Thanks guys, it's not a easy as I thought it would be for sure and Donkey, you know we'll run those top secret baits of yours


----------



## TIGGER (Jan 17, 2006)

Looks great Tom!


----------



## All Eyes (Jul 28, 2004)

That's a great looking bait especially for your first one! I will be looking forward to more from you!


----------



## ezbite (May 25, 2006)

All Eyes said:


> That's a great looking bait especially for your first one! I will be looking forward to more from you!


thanks, ive had plenty of failures, this is the first one ill put hooks on


----------



## ironman172 (Apr 12, 2009)

Nice Tom!!!! how do you get that scale like appearance on it?


----------



## backlashed (Mar 19, 2011)

Nice looking lure, I'd buy it!

There is NOTHING more satisfying than using something you made yourself. I'm looking forward to seeing your next one.


----------



## James F (Jul 2, 2005)

Nice! welcome to the craft. There is no intervention for this uncontrollable behavior


----------



## sonar (Mar 20, 2005)

Your FIRST one!!!! I Think,,,it's not your last!! GOOD work Tom,,I can see more craftabillity(is THAT a word??) ,,in your future,,well the word derives from,,HILLBILLITY ,,AND THAT'S AMERICAN!! We all got a 'lil of that in us somewhere..... But a FINE first lure!! I BET it'll catch fish too..... Keep 'em coming .... ----->>>>>sonar<<<<<-----


----------



## ezbite (May 25, 2006)

welp, heres a few more after making many, many screw ups.lol.


----------



## donkey (Aug 28, 2004)

I really like the jointed.Walleye won't stand a chance.


----------



## ezbite (May 25, 2006)

green wennie..


----------



## ezbite (May 25, 2006)

and i think this should be a good night bite bait...


----------



## ezbite (May 25, 2006)

ironman172 said:


> Nice Tom!!!! how do you get that scale like appearance on it?

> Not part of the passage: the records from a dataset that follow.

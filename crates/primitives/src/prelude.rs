pub use crate::{
    address::Address,
    assertion::{AssertionClaim, AssertionParams, ExecutionAssertionStub, TimeBounds},
    block::{BlockHeight, BlockId},
    buf::{Buf20, Buf32},
    node::{ChildType, NodeHash},
    params::ChainParams,
    path::PathProof,
    proto::{PendingInbox, VMProtoData},
    time::TimeTicks,
};
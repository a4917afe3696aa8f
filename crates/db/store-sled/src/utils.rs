use arbor_db_types::DbError;
use sled::transaction::{ConflictableTransactionError, TransactionError};

pub(crate) fn to_db_error(err: sled::Error) -> DbError {
    match err {
        sled::Error::Io(e) => DbError::IoError(e.to_string()),
        sled::Error::Corruption { .. } => DbError::Other(format!("corruption: {err}")),
        e => DbError::Other(e.to_string()),
    }
}

pub(crate) fn tx_to_db_error(err: TransactionError<DbError>) -> DbError {
    match err {
        TransactionError::Abort(e) => e,
        TransactionError::Storage(e) => DbError::TransactionError(e.to_string()),
    }
}

/// Aborts the surrounding transaction with a codec failure.
pub(crate) fn abort_codec(err: impl ToString) -> ConflictableTransactionError<DbError> {
    ConflictableTransactionError::Abort(DbError::codec(err))
}
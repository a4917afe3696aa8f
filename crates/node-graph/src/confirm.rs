//! Confirming the successor of the latest confirmed node.

use std::collections::BTreeSet;

use arbor_primitives::{
    challenge::{bytes_array_accum_hash, valid_data_hash},
    node::child_node_hash,
    path::calculate_path,
    Address, Buf32, ChildType, NodeHash, PathProof, TimeTicks,
};
use tracing::*;

use crate::{
    context::CallContext,
    errors::{NodeGraphError, NodeGraphResult},
    events::RollupEvent,
    graph::NodeGraph,
    staker::StakerProof,
};

impl NodeGraph {
    /// Confirms the valid successor of the latest confirmed node, releasing its outgoing
    /// messages.
    pub fn confirm_valid(
        &mut self,
        ctx: &CallContext,
        deadline_ticks: TimeTicks,
        messages: &[Vec<u8>],
        logs_acc: &Buf32,
        vm_proto_state_hash: &Buf32,
        stakers: &[StakerProof],
    ) -> NodeGraphResult<Vec<RollupEvent>> {
        let last_message_hash = bytes_array_accum_hash(Buf32::zero(), messages);
        let node_data = valid_data_hash(&last_message_hash, logs_acc);
        let to = self.check_confirmation(
            ctx,
            deadline_ticks,
            &node_data,
            ChildType::Valid,
            vm_proto_state_hash,
            stakers,
        )?;

        self.confirm_node(to);
        self.sent_message_count = self
            .sent_message_count
            .saturating_add(messages.len() as u64);

        Ok(vec![
            RollupEvent::Confirmed { node: to },
            RollupEvent::ConfirmedAssertion {
                logs_acc_hash: *logs_acc,
                messages: messages.to_vec(),
            },
        ])
    }

    /// Confirms one of the invalid successors of the latest confirmed node.
    pub fn confirm_invalid(
        &mut self,
        ctx: &CallContext,
        deadline_ticks: TimeTicks,
        challenge_node_data: &Buf32,
        branch: ChildType,
        vm_proto_state_hash: &Buf32,
        stakers: &[StakerProof],
    ) -> NodeGraphResult<Vec<RollupEvent>> {
        if branch.is_valid() {
            return Err(NodeGraphError::WrongBranch(branch));
        }
        let to = self.check_confirmation(
            ctx,
            deadline_ticks,
            challenge_node_data,
            branch,
            vm_proto_state_hash,
            stakers,
        )?;

        self.confirm_node(to);
        Ok(vec![RollupEvent::Confirmed { node: to }])
    }

    fn check_confirmation(
        &self,
        ctx: &CallContext,
        deadline_ticks: TimeTicks,
        node_data: &Buf32,
        branch: ChildType,
        vm_proto_state_hash: &Buf32,
        stakers: &[StakerProof],
    ) -> NodeGraphResult<NodeHash> {
        let to = child_node_hash(
            &self.latest_confirmed,
            deadline_ticks,
            node_data,
            branch,
            vm_proto_state_hash,
        );

        let tracked = self
            .nodes
            .get(&self.latest_confirmed)
            .and_then(|n| n.successor(branch));
        if tracked != Some(to) {
            return Err(NodeGraphError::ConfirmTargetMismatch {
                computed: to,
                tracked,
            });
        }

        let now = ctx.now();
        if now < deadline_ticks {
            return Err(NodeGraphError::DeadlineNotReached {
                now,
                deadline: deadline_ticks,
            });
        }

        let active = self.check_aligned_stakers(&to, deadline_ticks, stakers)?;
        if active == 0 {
            return Err(NodeGraphError::NoActiveStaker);
        }
        Ok(to)
    }

    /// Checks that `stakers` lists every staker in ascending address order, and that every
    /// staker placed before `deadline_ticks` sits on `to` or below it. Returns how many did.
    pub fn check_aligned_stakers(
        &self,
        to: &NodeHash,
        deadline_ticks: TimeTicks,
        stakers: &[StakerProof],
    ) -> NodeGraphResult<usize> {
        if stakers.len() != self.stakers.len() {
            return Err(NodeGraphError::alignment(format!(
                "expected {} stakers, got {}",
                self.stakers.len(),
                stakers.len()
            )));
        }

        let mut prev: Option<Address> = None;
        let mut active = 0;
        for entry in stakers {
            if prev.is_some_and(|p| entry.address <= p) {
                return Err(NodeGraphError::alignment("stakers not in ascending order"));
            }
            prev = Some(entry.address);

            let staker = self.stakers.get(&entry.address).ok_or_else(|| {
                NodeGraphError::alignment(format!("{} is not a staker", entry.address))
            })?;

            if TimeTicks::from_blocks(staker.creation_height) < deadline_ticks {
                if calculate_path(to, &entry.proof) != staker.location {
                    return Err(NodeGraphError::alignment(format!(
                        "proof for {} does not reach its stake",
                        entry.address
                    )));
                }
                active += 1;
            }
        }
        Ok(active)
    }

    /// Builds the staker set [`Self::check_aligned_stakers`] expects for confirming `to`.
    ///
    /// Stakers placed at or after the deadline get an empty proof since they are not checked.
    pub fn aligned_stakers(
        &self,
        to: &NodeHash,
        deadline_ticks: TimeTicks,
    ) -> NodeGraphResult<Vec<StakerProof>> {
        self.stakers
            .values()
            .map(|staker| {
                let proof = if TimeTicks::from_blocks(staker.creation_height) < deadline_ticks {
                    self.path_proof(to, &staker.location).map_err(|_| {
                        NodeGraphError::alignment(format!(
                            "stake of {} is not on the confirmed branch",
                            staker.address
                        ))
                    })?
                } else {
                    PathProof::empty()
                };
                Ok(StakerProof::new(staker.address, proof))
            })
            .collect()
    }

    /// Records the outgoing messages of a valid node, once they check out against its claim.
    pub fn update_valid_opinion(
        &mut self,
        hash: &NodeHash,
        messages: Vec<Vec<u8>>,
    ) -> NodeGraphResult<()> {
        let node = self
            .nodes
            .get_mut(hash)
            .ok_or(NodeGraphError::UnknownNode(*hash))?;
        if !node.child_type().is_valid() {
            return Err(NodeGraphError::WrongBranch(node.child_type()));
        }
        let stub = node
            .disputable()
            .map(|d| d.claim.assertion_stub)
            .ok_or(NodeGraphError::MessagesMismatch(*hash))?;

        let acc = bytes_array_accum_hash(Buf32::zero(), &messages);
        if acc != stub.last_message_hash || messages.len() as u64 != stub.message_count {
            return Err(NodeGraphError::MessagesMismatch(*hash));
        }

        node.set_outgoing_messages(messages);
        Ok(())
    }

    /// Moves the latest confirmed node to `to` and forgets every node outside its subtree.
    ///
    /// Forgotten leaves stay in the leaf set until they are pruned.
    fn confirm_node(&mut self, to: NodeHash) {
        let mut keep = BTreeSet::new();
        let mut stack = vec![to];
        while let Some(hash) = stack.pop() {
            if !keep.insert(hash) {
                continue;
            }
            if let Some(succ) = self.nodes.get(&hash).and_then(|n| n.successors()) {
                stack.extend(succ.iter().copied());
            }
        }

        let before = self.nodes.len();
        self.nodes.retain(|hash, _| keep.contains(hash));
        self.latest_confirmed = to;

        info!(node = %to, dropped = before - self.nodes.len(), "confirmed node");
    }
}
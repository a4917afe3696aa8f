use std::{fmt, sync::Arc, thread, time::Duration};

use arbor_db_types::{DbError, DbResult};
use sled::transaction::{ConflictableTransactionResult, TransactionError};
use tracing::*;

use crate::{tree::SledTransactional, utils::tx_to_db_error};

pub(crate) const DEFAULT_RETRY_COUNT: u16 = 3;
pub(crate) const DEFAULT_RETRY_DELAY_MS: u64 = 150;
pub(crate) const TEST_RETRY_DELAY_MS: u64 = 50; // Faster for tests

/// How long to wait before retrying a transaction that failed in the storage layer.
pub trait Backoff: fmt::Debug + Send + Sync {
    fn delay(&self, attempt: u16) -> Duration;
}

#[derive(Debug, Clone, Copy)]
pub struct ConstantBackoff {
    delay_ms: u64,
}

impl ConstantBackoff {
    pub fn new(delay_ms: u64) -> Self {
        Self { delay_ms }
    }
}

impl Backoff for ConstantBackoff {
    fn delay(&self, _attempt: u16) -> Duration {
        Duration::from_millis(self.delay_ms)
    }
}

/// database operations configuration
#[derive(Debug, Clone)]
pub struct SledDbConfig {
    pub retry_count: u16,
    pub backoff: Arc<dyn Backoff>,
}

impl SledDbConfig {
    pub fn new(retry_count: u16, backoff: Arc<dyn Backoff>) -> Self {
        Self {
            retry_count,
            backoff,
        }
    }

    pub fn new_with_constant_backoff(retry_count: u16, delay: u64) -> Self {
        Self::new(retry_count, Arc::new(ConstantBackoff::new(delay)))
    }

    /// Create production configuration with default values
    pub fn production() -> Self {
        Self::new_with_constant_backoff(DEFAULT_RETRY_COUNT, DEFAULT_RETRY_DELAY_MS)
    }

    /// Create test configuration with faster retry delays
    pub fn test() -> Self {
        Self::new_with_constant_backoff(DEFAULT_RETRY_COUNT, TEST_RETRY_DELAY_MS)
    }

    /// Runs `f` in a transaction over `trees`.
    ///
    /// Conflicts are retried by sled itself. Storage failures are retried up to `retry_count`
    /// times with the configured backoff, aborts are returned as is.
    pub(crate) fn with_retry<Trees, F, R>(&self, trees: Trees, f: F) -> DbResult<R>
    where
        Trees: SledTransactional,
        F: Fn(Trees::View) -> ConflictableTransactionResult<R, DbError>,
    {
        let mut attempt = 0;
        loop {
            match trees.transaction(&f) {
                Ok(res) => return Ok(res),
                Err(TransactionError::Storage(err)) if attempt < self.retry_count => {
                    let delay = self.backoff.delay(attempt);
                    warn!(%err, %attempt, ?delay, "sled transaction failed, retrying");
                    thread::sleep(delay);
                    attempt += 1;
                }
                Err(err) => return Err(tx_to_db_error(err)),
            }
        }
    }
}

impl Default for SledDbConfig {
    fn default() -> Self {
        Self::production()
    }
}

netting that i got a joanne fabrics.lol. just clip it on and paint. i did learn to allow it to dry first. if you dont, itll smear.


----------



## All Eyes (Jul 28, 2004)

Nice looking baits you've made! You caught the fever now.


----------



## ironman172 (Apr 12, 2009)

ezbite said:


> netting that i got a joanne fabrics.lol. just clip it on and paint. i did learn to allow it to dry first. if you dont, itll smear.


Thanks Tom....all looking good....I will have to try air brushing instead of just brushing


----------



## vc1111 (Apr 13, 2004)

You be rockin' now, Tom. My favorite is the green one.:B


----------